[Stored data]

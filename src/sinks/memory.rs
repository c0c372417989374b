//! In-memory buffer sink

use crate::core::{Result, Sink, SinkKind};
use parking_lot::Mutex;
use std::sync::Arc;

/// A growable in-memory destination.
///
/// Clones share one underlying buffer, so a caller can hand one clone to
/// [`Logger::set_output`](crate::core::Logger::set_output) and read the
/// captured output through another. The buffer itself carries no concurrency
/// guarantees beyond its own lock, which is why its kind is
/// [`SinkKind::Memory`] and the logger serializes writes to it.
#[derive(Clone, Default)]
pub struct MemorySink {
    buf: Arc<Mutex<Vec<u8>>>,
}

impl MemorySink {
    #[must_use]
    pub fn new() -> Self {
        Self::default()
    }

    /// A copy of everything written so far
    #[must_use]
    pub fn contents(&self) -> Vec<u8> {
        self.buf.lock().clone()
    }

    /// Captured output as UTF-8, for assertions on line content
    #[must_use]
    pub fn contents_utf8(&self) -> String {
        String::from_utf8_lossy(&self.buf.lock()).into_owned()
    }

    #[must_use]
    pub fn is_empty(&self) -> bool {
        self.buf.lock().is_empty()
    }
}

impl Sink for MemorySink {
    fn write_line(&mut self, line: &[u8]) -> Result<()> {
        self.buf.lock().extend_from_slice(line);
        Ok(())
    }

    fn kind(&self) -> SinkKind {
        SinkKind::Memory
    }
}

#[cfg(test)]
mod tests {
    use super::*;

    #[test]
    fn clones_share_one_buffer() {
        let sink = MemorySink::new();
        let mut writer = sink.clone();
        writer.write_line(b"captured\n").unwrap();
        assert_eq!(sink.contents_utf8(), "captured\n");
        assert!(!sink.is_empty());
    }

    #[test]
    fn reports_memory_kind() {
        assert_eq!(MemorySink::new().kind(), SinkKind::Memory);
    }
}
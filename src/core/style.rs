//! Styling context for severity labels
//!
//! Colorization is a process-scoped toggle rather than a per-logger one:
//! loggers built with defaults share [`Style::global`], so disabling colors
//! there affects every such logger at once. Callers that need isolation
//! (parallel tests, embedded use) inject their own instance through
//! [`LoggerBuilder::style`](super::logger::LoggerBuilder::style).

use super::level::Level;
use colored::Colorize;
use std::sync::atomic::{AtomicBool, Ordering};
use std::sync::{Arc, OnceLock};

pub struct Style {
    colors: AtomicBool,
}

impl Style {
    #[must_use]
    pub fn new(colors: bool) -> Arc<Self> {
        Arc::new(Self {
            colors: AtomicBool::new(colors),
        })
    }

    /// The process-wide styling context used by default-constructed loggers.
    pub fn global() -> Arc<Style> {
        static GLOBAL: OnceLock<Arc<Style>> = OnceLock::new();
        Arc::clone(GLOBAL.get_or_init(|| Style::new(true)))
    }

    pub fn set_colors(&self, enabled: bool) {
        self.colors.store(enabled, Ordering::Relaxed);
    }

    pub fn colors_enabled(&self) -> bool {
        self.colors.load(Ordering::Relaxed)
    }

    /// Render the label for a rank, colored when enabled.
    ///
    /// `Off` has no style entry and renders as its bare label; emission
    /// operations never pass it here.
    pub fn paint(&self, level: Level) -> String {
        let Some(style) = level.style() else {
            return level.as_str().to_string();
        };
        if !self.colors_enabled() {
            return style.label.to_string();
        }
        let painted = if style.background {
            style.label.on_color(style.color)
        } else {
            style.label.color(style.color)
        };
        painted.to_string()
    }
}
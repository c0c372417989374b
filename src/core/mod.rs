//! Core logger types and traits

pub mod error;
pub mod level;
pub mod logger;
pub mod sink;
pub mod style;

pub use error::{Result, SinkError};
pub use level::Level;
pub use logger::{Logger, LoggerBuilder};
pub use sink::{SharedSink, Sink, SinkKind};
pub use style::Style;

EXERCISE PROMPT: Which lines of the data above contain the string "level"? Copy each of them.

RESULT BELOW:
use super::level::Level;
    pub fn paint(&self, level: Level) -> String {
        let Some(style) = level.style() else {
            return level.as_str().to_string();
pub mod level;
pub use level::Level;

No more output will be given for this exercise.